Au décès de René Guillaume en 1904, c’est son fils, René Joseph, qui n’a pas encore 19 ans, qui lui succède. Il se forme à tous les postes de travail et suscite l’admiration de tous ses ouvriers. Léopold Desmarest, ingénieur, intègre l'équipe de direction. René Joseph épouse, en 1911, Marie Amélie Thubé, fille d’un armateur nantais. Celui-ci a d’importantes relations qu’il met au service de l’entreprise, lui offrant des débouchés en Angleterre et en Amérique. Avant la Première Guerre mondiale, une nouvelle machine à papier est mise en activité. Le personnel passe de 200 ouvriers avant la guerre à 1 200 dans les années 1920, en comptant les papeteries de Troyes, dans lesquelles des parts ont peut-être été prises à cette époque.
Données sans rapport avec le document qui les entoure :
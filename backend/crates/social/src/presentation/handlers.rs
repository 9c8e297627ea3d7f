//! HTTP Handlers

use auth::models::{MessageResponse, UserResponse};
use axum::extract::{Path, State};
use axum::{Extension, Json};
use kernel::id::{PostId, UserId};
use std::sync::Arc;

use crate::application::{
    FindSpeakersUseCase, FollowUseCase, GetPostUseCase, ListFollowersUseCase, PublishPostUseCase,
    ReadFeedUseCase, UnfollowUseCase, ViewMemberUseCase,
};
use crate::domain::entities::SocialIdentity;
use crate::domain::repository::{FollowRepository, MemberRepository, PostRepository};
use crate::domain::value_objects::FeedScope;
use crate::error::{SocialError, SocialResult};
use crate::presentation::dto::{
    CreatePostRequest, FollowResponse, IdentityResponse, MemberSummaryResponse, PostResponse,
    user_responses,
};

/// Shared state for social handlers
#[derive(Clone)]
pub struct SocialAppState<R>
where
    R: FollowRepository + PostRepository + MemberRepository + Clone + Send + Sync + 'static,
{
    pub repo: Arc<R>,
}

fn parse_id<T>(raw: &str) -> SocialResult<kernel::id::Id<T>> {
    raw.parse()
        .map_err(|_| SocialError::InvalidId(raw.to_string()))
}

// ============================================================================
// Members
// ============================================================================

/// GET /me
pub async fn me(Extension(identity): Extension<SocialIdentity>) -> Json<IdentityResponse> {
    Json(IdentityResponse::from(&identity))
}

/// GET /user/{id}
pub async fn view_member<R>(
    State(state): State<SocialAppState<R>>,
    Path(id): Path<String>,
) -> SocialResult<Json<IdentityResponse>>
where
    R: FollowRepository + PostRepository + MemberRepository + Clone + Send + Sync + 'static,
{
    let identity = ViewMemberUseCase::new(state.repo.clone()).execute(&id).await?;
    Ok(Json(IdentityResponse::from(&identity)))
}

/// GET /followers
pub async fn followers<R>(
    State(state): State<SocialAppState<R>>,
    Extension(identity): Extension<SocialIdentity>,
) -> SocialResult<Json<Vec<MemberSummaryResponse>>>
where
    R: FollowRepository + PostRepository + MemberRepository + Clone + Send + Sync + 'static,
{
    let members = ListFollowersUseCase::new(state.repo.clone())
        .execute(&identity)
        .await?;
    Ok(Json(members.iter().map(Into::into).collect()))
}

/// GET /nativeSpeakers
pub async fn native_speakers<R>(
    State(state): State<SocialAppState<R>>,
    Extension(identity): Extension<SocialIdentity>,
) -> SocialResult<Json<Vec<UserResponse>>>
where
    R: FollowRepository + PostRepository + MemberRepository + Clone + Send + Sync + 'static,
{
    let users = FindSpeakersUseCase::new(state.repo.clone())
        .native_speakers(&identity)
        .await?;
    Ok(Json(user_responses(&users)))
}

/// GET /learningSpeakers
pub async fn learning_speakers<R>(
    State(state): State<SocialAppState<R>>,
    Extension(identity): Extension<SocialIdentity>,
) -> SocialResult<Json<Vec<UserResponse>>>
where
    R: FollowRepository + PostRepository + MemberRepository + Clone + Send + Sync + 'static,
{
    let users = FindSpeakersUseCase::new(state.repo.clone())
        .learning_speakers(&identity)
        .await?;
    Ok(Json(user_responses(&users)))
}

// ============================================================================
// Follow
// ============================================================================

/// POST /follow/{id}
pub async fn follow<R>(
    State(state): State<SocialAppState<R>>,
    Extension(identity): Extension<SocialIdentity>,
    Path(id): Path<String>,
) -> SocialResult<Json<FollowResponse>>
where
    R: FollowRepository + PostRepository + MemberRepository + Clone + Send + Sync + 'static,
{
    let target: UserId = parse_id(&id)?;
    let edge = FollowUseCase::new(state.repo.clone())
        .execute(&identity, target)
        .await?;
    Ok(Json(FollowResponse::from(&edge)))
}

/// POST /unfollow/{id}
pub async fn unfollow<R>(
    State(state): State<SocialAppState<R>>,
    Extension(identity): Extension<SocialIdentity>,
    Path(id): Path<String>,
) -> SocialResult<Json<MessageResponse>>
where
    R: FollowRepository + PostRepository + MemberRepository + Clone + Send + Sync + 'static,
{
    let target: UserId = parse_id(&id)?;
    UnfollowUseCase::new(state.repo.clone())
        .execute(&identity, target)
        .await?;
    Ok(Json(MessageResponse::new("unfollowed")))
}

// ============================================================================
// Posts
// ============================================================================

/// POST /posts
pub async fn create_post<R>(
    State(state): State<SocialAppState<R>>,
    Extension(identity): Extension<SocialIdentity>,
    Json(req): Json<CreatePostRequest>,
) -> SocialResult<Json<PostResponse>>
where
    R: FollowRepository + PostRepository + MemberRepository + Clone + Send + Sync + 'static,
{
    let view = PublishPostUseCase::new(state.repo.clone())
        .execute(&identity, &req.content)
        .await?;
    Ok(Json(PostResponse::from(&view)))
}

async fn feed_for<R>(
    state: SocialAppState<R>,
    identity: SocialIdentity,
    scope: FeedScope,
) -> SocialResult<Json<Vec<PostResponse>>>
where
    R: FollowRepository + PostRepository + MemberRepository + Clone + Send + Sync + 'static,
{
    let posts = ReadFeedUseCase::new(state.repo.clone())
        .execute(&identity, scope)
        .await?;
    Ok(Json(posts.iter().map(PostResponse::from).collect()))
}

/// GET /posts/feed
pub async fn feed<R>(
    State(state): State<SocialAppState<R>>,
    Extension(identity): Extension<SocialIdentity>,
) -> SocialResult<Json<Vec<PostResponse>>>
where
    R: FollowRepository + PostRepository + MemberRepository + Clone + Send + Sync + 'static,
{
    feed_for(state, identity, FeedScope::WithOwn).await
}

/// GET /posts/followings
pub async fn followings_feed<R>(
    State(state): State<SocialAppState<R>>,
    Extension(identity): Extension<SocialIdentity>,
) -> SocialResult<Json<Vec<PostResponse>>>
where
    R: FollowRepository + PostRepository + MemberRepository + Clone + Send + Sync + 'static,
{
    feed_for(state, identity, FeedScope::FollowingsOnly).await
}

/// GET /posts/mine
pub async fn my_posts<R>(
    State(state): State<SocialAppState<R>>,
    Extension(identity): Extension<SocialIdentity>,
) -> SocialResult<Json<Vec<PostResponse>>>
where
    R: FollowRepository + PostRepository + MemberRepository + Clone + Send + Sync + 'static,
{
    feed_for(state, identity, FeedScope::OwnOnly).await
}

/// GET /posts/{id}
pub async fn get_post<R>(
    State(state): State<SocialAppState<R>>,
    Path(id): Path<String>,
) -> SocialResult<Json<PostResponse>>
where
    R: FollowRepository + PostRepository + MemberRepository + Clone + Send + Sync + 'static,
{
    let post_id: PostId = parse_id(&id)?;
    let view = GetPostUseCase::new(state.repo.clone()).execute(post_id).await?;
    Ok(Json(PostResponse::from(&view)))
}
En 1917, le moulin à papier de Cascadec, à Scaër, qui est loué depuis 1893, est également acheté et une usine hydroélectrique y est construite. Le papier à cigarettes, qui y est alors fabriqué, est expédié aux États-Unis. La marque de papier à cigarettes OCB (Odet-Cascadec-Bolloré) est fondée en 1918. En 1917, René Joseph Bolloré décide de construire, à 800 mètres de la papeterie d'Odet, la cité ouvrière de Ker-Anna avec 19 logements. Il institue des caisses de retraite, des allocations pour les malades et met en place un club sportif avec terrain et vestiaires. De 1926 à 1930, il crée un patronage et ouvre une garderie et deux écoles libres, gratuites pour les enfants des ouvriers. Pendant la guerre, les femmes y travaillent douze heures par jour, l’horaire est revenu à huit heures en 1922. Vers 1920, 54 femmes travaillent à la chiffonnerie. Les chiffons viennent de l’étranger, de Russie par exemple, et sont encore découpés sur le banc traditionnel, à savoir une table munie d’une faux. Les filets de pêche, les ficelles et les cordes sont mises en pièces à la hache sur un billot de bois. René Joseph décède en 1935, à l'âge de 49 ans.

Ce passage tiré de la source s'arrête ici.